The Wall Street Journal features a brief daily column entitled Notable & Quotable. Recently, Mark A. Calabria of the Cato Institute was quoted on the shifting arguments of liberal Nobel Economics laureate Joseph Stiglitz.
"Speaking before a group of protesters in Zuccotti Park, Nobel economics prize winner Joseph Stiglitz urged on the crowd, telling them they are "right to be indignant." Professor Stiglitz goes on to explain, correctly in my view, that we have a financial system of socialized losses and privatized gains.
What the good professor fails to mention is only a few years ago . . . he was denying this very fact. In 2004, along with Jonathan and Peter Orszag, Professor Stiglitz wrote a paper for Fannie Mae in which he "estimated" that the "risk to the government from a potential default on GSE debt is effectively zero." The paper goes on to argue "that the expected cost to the government of providing an explicit government guarantee on $1 trillion in GSE debt is just $2 million." Now I understand his Nobel is in economics, not math, but $2 million sounds nowhere near the actual cost so far of $160 billion."
Ah.....Peter Orszag again. I can't quite figure that guy out.
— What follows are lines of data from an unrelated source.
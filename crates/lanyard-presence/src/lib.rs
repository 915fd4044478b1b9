//! Live Discord presence from the Lanyard service.
//!
//! A [`PresenceClient`] watches one user: it fetches a snapshot over HTTP
//! and, at the same time, subscribes over a WebSocket that pushes every
//! presence change. The latest record and a loading/ready/error state are
//! published for a rendering layer to consume.

pub mod assets;
pub mod client;
pub mod fetch;
pub mod model;
pub mod protocol;
pub mod transport;

pub use client::{ClientConfig, ClientState, PresenceClient, PresenceEvent, PresenceSnapshot};
pub use fetch::{HttpFetcher, SnapshotFetcher};
pub use lanyard_common::PresenceError;
pub use model::{Activity, DiscordUser, MusicActivity, PresenceRecord, Status, Timestamps};
pub use transport::{Connector, WsConnector};

#[cfg(test)]
pub(crate) mod fixtures;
It's bad enough that Stiglitz, who won a Nobel, with Michael Spence for work on markets with asymmetric information, has strayed far afield. But Orszag is significantly less accomplished.
When I saw Orszag's name affixed to the Fannie Mae paper, I was reminded of a long-ago humorous piece in Life Magazine entitled Upward Failure. Though I can't find anything on the internet about it, it ran in the late 1960s or early '70s. I recall the essence of the piece very clearly. The tongue-in-cheek article purported to track the progress of a CEO who had failed spectacularly on every major project in his career, including while serving in WWII. From a Himalayan mission which lost nearly all the C-47s which flew, to the failure of a men's suite made from synthetic fabric which caused a rash, the subject of the piece was promoted from failure to failure.
Now we have Peter Orszag, going from co-author of a wildly-inaccurate and misleading paper which understated the true costs of government guarantees of GSE debt, to ineffectual budget director of the current administration, to, finally, a senior executive at Citigroup.
Almost as if one failure deserves another.